Until Justice Rolls Down Like Waters

Civil Rights Memorial, Montgomery, Alabama

His murderers had every reason to believe that Emmett Till would simply vanish beneath the water like so many other ‘negros’ had. Mutilated, beaten, and shot in the head, his body was discovered bound with barbed wire to a 70-pound cotton gin fan at the bottom of the Tallahatchie River. The 14-year-old boy’s crime: allegedly flirting with a white woman.

His mother had different ideas, though. Insisting on an open casket funeral, she forced the country to face the horrors of our ‘separate but equal’ society. Far from lost, Emmett became a rallying cry for change and is now remembered, along with 39 other victims and heroes, at the Civil Rights Memorial in Montgomery, Alabama.
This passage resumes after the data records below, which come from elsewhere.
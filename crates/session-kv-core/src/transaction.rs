//! Multi-command transactions.

use std::{collections::HashMap, time::Duration};

use bytes::Bytes;

use crate::traits::StoreError;

/// A single store command.
#[derive(Debug, Clone, PartialEq, Eq)]
pub enum Command {
    Get { key: String },
    Set { key: String, value: Bytes, ttl: Option<Duration> },
    Delete { keys: Vec<String> },
    Expire { key: String, seconds: u64 },
    Ttl { key: String },
    HashGet { key: String, field: String },
    HashGetAll { key: String },
    /// With `create_only`, the fields are written only if the hash does not exist yet.
    HashSet { key: String, fields: HashMap<String, Bytes>, create_only: bool },
    HashSetIfAbsent { key: String, field: String, value: Bytes },
    HashDelete { key: String, field: String },
}

/// Precondition checked atomically before a transaction's commands run.
#[derive(Debug, Clone, PartialEq, Eq)]
pub enum Condition {
    /// The field exists and holds exactly these bytes.
    HashFieldEquals { key: String, field: String, value: Bytes },
    /// The field does not exist.
    HashFieldAbsent { key: String, field: String },
}

/// Reply to one command.
#[derive(Debug, Clone, PartialEq, Eq)]
pub enum Reply {
    Nil,
    Ok,
    Bool(bool),
    Int(i64),
    Bytes(Bytes),
    Hash(HashMap<String, Bytes>),
}

impl Reply {
    pub(crate) const fn name(&self) -> &'static str {
        match self {
            Self::Nil => "nil",
            Self::Ok => "ok",
            Self::Bool(_) => "bool",
            Self::Int(_) => "int",
            Self::Bytes(_) => "bytes",
            Self::Hash(_) => "hash",
        }
    }

    /// Interpret as an optional byte string.
    ///
    /// # Errors
    /// Returns error for any other reply shape.
    pub fn into_bytes(self) -> Result<Option<Bytes>, StoreError> {
        match self {
            Self::Nil => Ok(None),
            Self::Bytes(b) => Ok(Some(b)),
            other => Err(StoreError::unexpected("bytes", &other)),
        }
    }

    /// Interpret as a boolean.
    ///
    /// # Errors
    /// Returns error for any other reply shape.
    pub fn into_bool(self) -> Result<bool, StoreError> {
        match self {
            Self::Bool(b) => Ok(b),
            Self::Int(n) => Ok(n != 0),
            other => Err(StoreError::unexpected("bool", &other)),
        }
    }

    /// Interpret as an integer.
    ///
    /// # Errors
    /// Returns error for any other reply shape.
    pub fn into_int(self) -> Result<Option<i64>, StoreError> {
        match self {
            Self::Nil => Ok(None),
            Self::Int(n) => Ok(Some(n)),
            other => Err(StoreError::unexpected("int", &other)),
        }
    }

    /// Interpret as a hash; a missing key is an empty hash.
    ///
    /// # Errors
    /// Returns error for any other reply shape.
    pub fn into_hash(self) -> Result<HashMap<String, Bytes>, StoreError> {
        match self {
            Self::Nil => Ok(HashMap::new()),
            Self::Hash(h) => Ok(h),
            other => Err(StoreError::unexpected("hash", &other)),
        }
    }
}

/// Result of executing a transaction.
#[derive(Debug, Clone, PartialEq, Eq)]
pub enum TransactionOutcome {
    /// All conditions held; one reply per command, in order.
    Committed(Vec<Reply>),
    /// A condition failed and nothing was executed.
    Aborted,
}

impl TransactionOutcome {
    /// Replies if committed.
    #[must_use]
    pub fn committed(self) -> Option<Vec<Reply>> {
        match self {
            Self::Committed(replies) => Some(replies),
            Self::Aborted => None,
        }
    }
}

/// Commands executed atomically, optionally guarded by conditions.
///
/// No other client's command can interleave with the commands of one
/// transaction.
#[derive(Debug, Clone, Default, PartialEq, Eq)]
pub struct Transaction {
    pub conditions: Vec<Condition>,
    pub commands: Vec<Command>,
}

impl Transaction {
    #[must_use]
    pub fn new() -> Self {
        Self::default()
    }

    /// Add a precondition.
    #[must_use]
    pub fn when(mut self, condition: Condition) -> Self {
        self.conditions.push(condition);
        self
    }

    /// Require a hash field to hold exactly `value`.
    #[must_use]
    pub fn when_field_equals(
        self,
        key: impl Into<String>,
        field: impl Into<String>,
        value: Bytes,
    ) -> Self {
        self.when(Condition::HashFieldEquals {
            key: key.into(),
            field: field.into(),
            value,
        })
    }

    /// Require a hash field to be absent.
    #[must_use]
    pub fn when_field_absent(self, key: impl Into<String>, field: impl Into<String>) -> Self {
        self.when(Condition::HashFieldAbsent {
            key: key.into(),
            field: field.into(),
        })
    }

    /// Append a command.
    #[must_use]
    pub fn command(mut self, command: Command) -> Self {
        self.commands.push(command);
        self
    }

    #[must_use]
    pub fn get(self, key: impl Into<String>) -> Self {
        self.command(Command::Get { key: key.into() })
    }

    #[must_use]
    pub fn set(self, key: impl Into<String>, value: Bytes, ttl: Option<Duration>) -> Self {
        self.command(Command::Set {
            key: key.into(),
            value,
            ttl,
        })
    }

    #[must_use]
    pub fn delete<I>(self, keys: I) -> Self
    where
        I: IntoIterator,
        I::Item: Into<String>,
    {
        self.command(Command::Delete {
            keys: keys.into_iter().map(Into::into).collect(),
        })
    }

    #[must_use]
    pub fn expire(self, key: impl Into<String>, seconds: u64) -> Self {
        self.command(Command::Expire {
            key: key.into(),
            seconds,
        })
    }

    #[must_use]
    pub fn ttl(self, key: impl Into<String>) -> Self {
        self.command(Command::Ttl { key: key.into() })
    }

    #[must_use]
    pub fn hash_get(self, key: impl Into<String>, field: impl Into<String>) -> Self {
        self.command(Command::HashGet {
            key: key.into(),
            field: field.into(),
        })
    }

    #[must_use]
    pub fn hash_get_all(self, key: impl Into<String>) -> Self {
        self.command(Command::HashGetAll { key: key.into() })
    }

    #[must_use]
    pub fn hash_set(
        self,
        key: impl Into<String>,
        fields: HashMap<String, Bytes>,
        create_only: bool,
    ) -> Self {
        self.command(Command::HashSet {
            key: key.into(),
            fields,
            create_only,
        })
    }

    #[must_use]
    pub fn hash_set_if_absent(
        self,
        key: impl Into<String>,
        field: impl Into<String>,
        value: Bytes,
    ) -> Self {
        self.command(Command::HashSetIfAbsent {
            key: key.into(),
            field: field.into(),
            value,
        })
    }

    #[must_use]
    pub fn hash_delete(self, key: impl Into<String>, field: impl Into<String>) -> Self {
        self.command(Command::HashDelete {
            key: key.into(),
            field: field.into(),
        })
    }

    /// Number of queued commands.
    #[must_use]
    pub fn len(&self) -> usize {
        self.commands.len()
    }

    #[must_use]
    pub fn is_empty(&self) -> bool {
        self.commands.is_empty()
    }
}

#[cfg(test)]
mod tests {
    use super::*;

    #[test]
    fn test_builder_keeps_order() {
        let tx = Transaction::new()
            .when_field_absent("locks", "s1")
            .hash_set_if_absent("locks", "s1", Bytes::from_static(b"x"))
            .hash_get_all("store:s1");

        assert_eq!(tx.conditions.len(), 1);
        assert_eq!(tx.len(), 2);
        assert!(matches!(tx.commands[0], Command::HashSetIfAbsent { .. }));
        assert!(matches!(tx.commands[1], Command::HashGetAll { .. }));
    }

    #[test]
    fn test_reply_accessors() {
        assert_eq!(Reply::Nil.into_bytes().unwrap(), None);
        assert!(Reply::Int(1).into_bool().unwrap());
        assert!(Reply::Nil.into_hash().unwrap().is_empty());
        assert!(matches!(
            Reply::Ok.into_bytes(),
            Err(StoreError::UnexpectedReply { expected: "bytes", found: "ok" })
        ));
    }
}
//! In-memory key-value backend.

use std::{
    collections::HashMap,
    sync::{
        Arc, Mutex,
        atomic::{AtomicUsize, Ordering},
    },
    time::{Duration, Instant},
};

use async_trait::async_trait;
use bytes::Bytes;
use session_kv_core::{
    Command, Condition, KeyValueClient, Reply, StoreError, Transaction, TransactionOutcome,
};
use tokio::sync::watch;

use crate::pool::Connector;

enum Data {
    String(Bytes),
    Hash(HashMap<String, Bytes>),
}

struct Entry {
    data: Data,
    expires_at: Option<Instant>,
}

impl Entry {
    fn is_expired(&self, now: Instant) -> bool {
        self.expires_at.is_some_and(|at| at <= now)
    }
}

/// Shared in-memory data, the "server" side of the memory backend.
///
/// Useful for development, tests and single-process deployments.
/// Data is lost on restart. Every transaction runs under one lock, so
/// transactions are atomic with respect to all connected clients.
#[derive(Default)]
pub struct MemoryBackend {
    entries: Mutex<HashMap<String, Entry>>,
}

impl MemoryBackend {
    /// Create an empty backend.
    #[must_use]
    pub fn new() -> Arc<Self> {
        Arc::new(Self::default())
    }

    /// Open a new connection to this backend.
    #[must_use]
    pub fn connect(self: &Arc<Self>) -> MemoryClient {
        let (open, _) = watch::channel(true);
        MemoryClient {
            backend: Arc::clone(self),
            open,
        }
    }

    /// Number of live keys.
    ///
    /// # Errors
    /// Returns error if the backend lock is poisoned.
    pub fn key_count(&self) -> Result<usize, StoreError> {
        let now = Instant::now();
        Ok(self
            .entries
            .lock()
            .map_err(|e| StoreError::Internal(e.to_string()))?
            .values()
            .filter(|entry| !entry.is_expired(now))
            .count())
    }

    fn apply(&self, tx: Transaction) -> Result<TransactionOutcome, StoreError> {
        let mut entries = self
            .entries
            .lock()
            .map_err(|e| StoreError::Internal(e.to_string()))?;
        let now = Instant::now();
        entries.retain(|_, entry| !entry.is_expired(now));

        for condition in &tx.conditions {
            if !check(&entries, condition)? {
                return Ok(TransactionOutcome::Aborted);
            }
        }

        let replies = tx
            .commands
            .into_iter()
            .map(|command| run(&mut entries, command, now))
            .collect::<Result<Vec<_>, _>>()?;

        Ok(TransactionOutcome::Committed(replies))
    }
}

fn hash<'a>(
    entries: &'a HashMap<String, Entry>,
    key: &str,
) -> Result<Option<&'a HashMap<String, Bytes>>, StoreError> {
    match entries.get(key).map(|e| &e.data) {
        None => Ok(None),
        Some(Data::Hash(h)) => Ok(Some(h)),
        Some(Data::String(_)) => Err(StoreError::WrongType(key.to_string())),
    }
}

fn hash_mut<'a>(
    entries: &'a mut HashMap<String, Entry>,
    key: &str,
) -> Result<&'a mut HashMap<String, Bytes>, StoreError> {
    let entry = entries.entry(key.to_string()).or_insert_with(|| Entry {
        data: Data::Hash(HashMap::new()),
        expires_at: None,
    });
    match &mut entry.data {
        Data::Hash(h) => Ok(h),
        Data::String(_) => Err(StoreError::WrongType(key.to_string())),
    }
}

fn check(entries: &HashMap<String, Entry>, condition: &Condition) -> Result<bool, StoreError> {
    Ok(match condition {
        Condition::HashFieldEquals { key, field, value } => {
            hash(entries, key)?.and_then(|h| h.get(field)) == Some(value)
        }
        Condition::HashFieldAbsent { key, field } => {
            hash(entries, key)?.is_none_or(|h| !h.contains_key(field))
        }
    })
}

fn run(
    entries: &mut HashMap<String, Entry>,
    command: Command,
    now: Instant,
) -> Result<Reply, StoreError> {
    Ok(match command {
        Command::Get { key } => match entries.get(&key).map(|e| &e.data) {
            None => Reply::Nil,
            Some(Data::String(b)) => Reply::Bytes(b.clone()),
            Some(Data::Hash(_)) => return Err(StoreError::WrongType(key)),
        },
        Command::Set { key, value, ttl } => {
            entries.insert(
                key,
                Entry {
                    data: Data::String(value),
                    expires_at: ttl.map(|ttl| now + ttl),
                },
            );
            Reply::Ok
        }
        Command::Delete { keys } => {
            let removed = keys.iter().filter(|k| entries.remove(*k).is_some()).count();
            Reply::Int(i64::try_from(removed).unwrap_or(i64::MAX))
        }
        Command::Expire { key, seconds } => {
            if seconds == 0 {
                Reply::Bool(entries.remove(&key).is_some())
            } else if let Some(entry) = entries.get_mut(&key) {
                entry.expires_at = Some(now + Duration::from_secs(seconds));
                Reply::Bool(true)
            } else {
                Reply::Bool(false)
            }
        }
        Command::Ttl { key } => match entries.get(&key).and_then(|e| e.expires_at) {
            None => Reply::Nil,
            Some(at) => {
                let remaining = at.saturating_duration_since(now).as_millis();
                Reply::Int(i64::try_from(remaining).unwrap_or(i64::MAX))
            }
        },
        Command::HashGet { key, field } => hash(entries, &key)?
            .and_then(|h| h.get(&field).cloned())
            .map_or(Reply::Nil, Reply::Bytes),
        Command::HashGetAll { key } => Reply::Hash(hash(entries, &key)?.cloned().unwrap_or_default()),
        Command::HashSet {
            key,
            fields,
            create_only,
        } => {
            if create_only && entries.contains_key(&key) {
                Reply::Bool(false)
            } else {
                hash_mut(entries, &key)?.extend(fields);
                Reply::Bool(true)
            }
        }
        Command::HashSetIfAbsent { key, field, value } => {
            let h = hash_mut(entries, &key)?;
            if h.contains_key(&field) {
                Reply::Bool(false)
            } else {
                h.insert(field, value);
                Reply::Bool(true)
            }
        }
        Command::HashDelete { key, field } => {
            let Some(h) = hash(entries, &key)? else {
                return Ok(Reply::Bool(false));
            };
            let existed = h.contains_key(&field);
            if existed {
                let h = hash_mut(entries, &key)?;
                h.remove(&field);
                if h.is_empty() {
                    entries.remove(&key);
                }
            }
            Reply::Bool(existed)
        }
    })
}

/// One connection to a [`MemoryBackend`].
///
/// Closing the client fires its close notification; the data stays in
/// the backend for the next connection.
pub struct MemoryClient {
    backend: Arc<MemoryBackend>,
    open: watch::Sender<bool>,
}

#[async_trait]
impl KeyValueClient for MemoryClient {
    async fn execute(&self, tx: Transaction) -> Result<TransactionOutcome, StoreError> {
        if !self.is_open() {
            return Err(StoreError::Connection("memory connection closed".into()));
        }
        self.backend.apply(tx)
    }

    fn is_open(&self) -> bool {
        *self.open.borrow()
    }

    async fn closed(&self) {
        let mut rx = self.open.subscribe();
        // The sender lives in `self`, so the channel cannot close under us.
        let _ = rx.wait_for(|open| !*open).await;
    }

    async fn close(&self) {
        self.open.send_replace(false);
    }
}

/// Pool connector that opens [`MemoryClient`]s on a shared backend.
pub struct MemoryConnector {
    backend: Arc<MemoryBackend>,
    connects: AtomicUsize,
}

impl MemoryConnector {
    #[must_use]
    pub const fn new(backend: Arc<MemoryBackend>) -> Self {
        Self {
            backend,
            connects: AtomicUsize::new(0),
        }
    }

    /// How many connections have been opened so far.
    #[must_use]
    pub fn connect_count(&self) -> usize {
        self.connects.load(Ordering::SeqCst)
    }
}

#[async_trait]
impl Connector for MemoryConnector {
    async fn connect(&self, endpoint: &str) -> Result<Arc<dyn KeyValueClient>, StoreError> {
        let n = self.connects.fetch_add(1, Ordering::SeqCst) + 1;
        tracing::debug!(%endpoint, connection = n, "opening memory connection");
        Ok(Arc::new(self.backend.connect()))
    }
}

#[cfg(test)]
mod tests {
    use super::*;

    fn client() -> MemoryClient {
        MemoryBackend::new().connect()
    }

    fn fields(pairs: &[(&str, &[u8])]) -> HashMap<String, Bytes> {
        pairs
            .iter()
            .map(|(k, v)| ((*k).to_string(), Bytes::copy_from_slice(v)))
            .collect()
    }

    #[tokio::test]
    async fn test_string_set_get_delete() {
        let c = client();
        tokio_test::assert_ok!(c.set("k", Bytes::from_static(b"v"), None).await);
        assert_eq!(c.get("k").await.unwrap(), Some(Bytes::from_static(b"v")));
        assert_eq!(c.delete(&["k", "missing"]).await.unwrap(), 1);
        assert_eq!(c.get("k").await.unwrap(), None);
    }

    #[tokio::test]
    async fn test_expire_and_ttl() {
        let c = client();
        c.set("k", Bytes::from_static(b"v"), None).await.unwrap();
        assert_eq!(c.ttl("k").await.unwrap(), None);
        assert!(c.expire("k", 300).await.unwrap());
        let ttl = c.ttl("k").await.unwrap().unwrap();
        assert!(ttl > Duration::from_secs(299) && ttl <= Duration::from_secs(300));
        assert!(!c.expire("missing", 10).await.unwrap());
    }

    #[tokio::test]
    async fn test_expired_keys_disappear() {
        let c = client();
        c.set("k", Bytes::from_static(b"v"), Some(Duration::from_millis(10)))
            .await
            .unwrap();
        tokio::time::sleep(Duration::from_millis(30)).await;
        assert_eq!(c.get("k").await.unwrap(), None);
    }

    #[tokio::test]
    async fn test_hash_operations() {
        let c = client();
        assert!(c.hash_set("h", fields(&[("a", b"1")]), false).await.unwrap());
        assert!(!c.hash_set("h", fields(&[("b", b"2")]), true).await.unwrap());
        assert!(c.hash_set_if_absent("h", "b", Bytes::from_static(b"2")).await.unwrap());
        assert!(!c.hash_set_if_absent("h", "b", Bytes::from_static(b"3")).await.unwrap());
        assert_eq!(c.hash_get("h", "b").await.unwrap(), Some(Bytes::from_static(b"2")));
        assert_eq!(c.hash_get_all("h").await.unwrap().len(), 2);
        assert!(c.hash_delete("h", "a").await.unwrap());
        assert!(c.hash_delete("h", "b").await.unwrap());
        // Last field gone removes the key.
        assert_eq!(c.backend.key_count().unwrap(), 0);
        assert!(c.hash_get_all("h").await.unwrap().is_empty());
    }

    #[tokio::test]
    async fn test_wrong_type() {
        let c = client();
        c.set("k", Bytes::from_static(b"v"), None).await.unwrap();
        assert!(matches!(
            c.hash_get("k", "f").await,
            Err(StoreError::WrongType(k)) if k == "k"
        ));
    }

    #[tokio::test]
    async fn test_conditions_abort_whole_transaction() {
        let c = client();
        c.hash_set_if_absent("locks", "s", Bytes::from_static(b"mine"))
            .await
            .unwrap();

        let tx = Transaction::new()
            .when_field_equals("locks", "s", Bytes::from_static(b"theirs"))
            .hash_delete("locks", "s");
        assert_eq!(c.execute(tx).await.unwrap(), TransactionOutcome::Aborted);
        assert!(c.hash_get("locks", "s").await.unwrap().is_some());

        let tx = Transaction::new()
            .when_field_equals("locks", "s", Bytes::from_static(b"mine"))
            .hash_delete("locks", "s");
        assert!(matches!(
            c.execute(tx).await.unwrap(),
            TransactionOutcome::Committed(_)
        ));

        let tx = Transaction::new()
            .when_field_absent("locks", "s")
            .set("other", Bytes::from_static(b"x"), None);
        assert!(matches!(
            c.execute(tx).await.unwrap(),
            TransactionOutcome::Committed(_)
        ));
    }

    #[tokio::test]
    async fn test_closed_client_rejects_commands() {
        let backend = MemoryBackend::new();
        let c = backend.connect();
        c.set("k", Bytes::from_static(b"v"), None).await.unwrap();

        c.close().await;
        c.closed().await;
        assert!(!c.is_open());
        assert!(matches!(c.get("k").await, Err(StoreError::Connection(_))));

        // Data survives on the backend.
        let fresh = backend.connect();
        assert_eq!(fresh.get("k").await.unwrap(), Some(Bytes::from_static(b"v")));
    }
}
//! Pluggable codec for values outside the primitive kinds.

use serde_json::Value as JsonValue;

use super::CodecError;

/// Serializer for arbitrary object graphs stored under the `Object` tag.
///
/// The tagged codec never looks inside the bytes this produces; it only
/// stores and returns them.
pub trait ObjectCodec: Send + Sync {
    /// Identifier used in error messages.
    fn codec_id(&self) -> &str;

    /// Serialize an object graph.
    ///
    /// # Errors
    /// Returns error if the value cannot be represented.
    fn serialize(&self, value: &JsonValue) -> Result<Vec<u8>, CodecError>;

    /// Deserialize bytes previously produced by [`serialize`](Self::serialize).
    ///
    /// # Errors
    /// Returns error if the bytes are not a valid encoding.
    fn deserialize(&self, bytes: &[u8]) -> Result<JsonValue, CodecError>;
}

/// Object codec backed by `serde_json`.
#[derive(Debug, Default, Clone, Copy)]
pub struct JsonObjectCodec;

impl ObjectCodec for JsonObjectCodec {
    fn codec_id(&self) -> &str {
        "json"
    }

    fn serialize(&self, value: &JsonValue) -> Result<Vec<u8>, CodecError> {
        serde_json::to_vec(value).map_err(|e| CodecError::Object {
            codec_id: self.codec_id().to_string(),
            detail: e.to_string(),
        })
    }

    fn deserialize(&self, bytes: &[u8]) -> Result<JsonValue, CodecError> {
        serde_json::from_slice(bytes).map_err(|e| CodecError::Object {
            codec_id: self.codec_id().to_string(),
            detail: e.to_string(),
        })
    }
}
It is hard to believe that just fifty short years ago the ugliness of that era was accepted as normal. That murder, torture, and intimidation were believed by many to be justifiable means to preserve unjust ends. Many of these crimes were never even prosecuted. Criminals walked free because of indifference toward the victims.

But the memorial became more than just a reminder; it became a spur to justice. In recent years, several states – some armed with research conducted for the memorial – reopened cold cases, brought new charges, and garnered convictions for crimes committed decades earlier. It’s a testament to how far we’ve come.

But the Southern Poverty Law Center that sponsors this memorial reminds us there is more to do. Over 1,000 hate groups remain active in the United States today. A guard is posted at the memorial to prevent vandalism. As a society, we’re still debating whether certain of our citizens have the right to marry or serve openly in the military. The ‘promised land,’ while closer than ever, remains elusive.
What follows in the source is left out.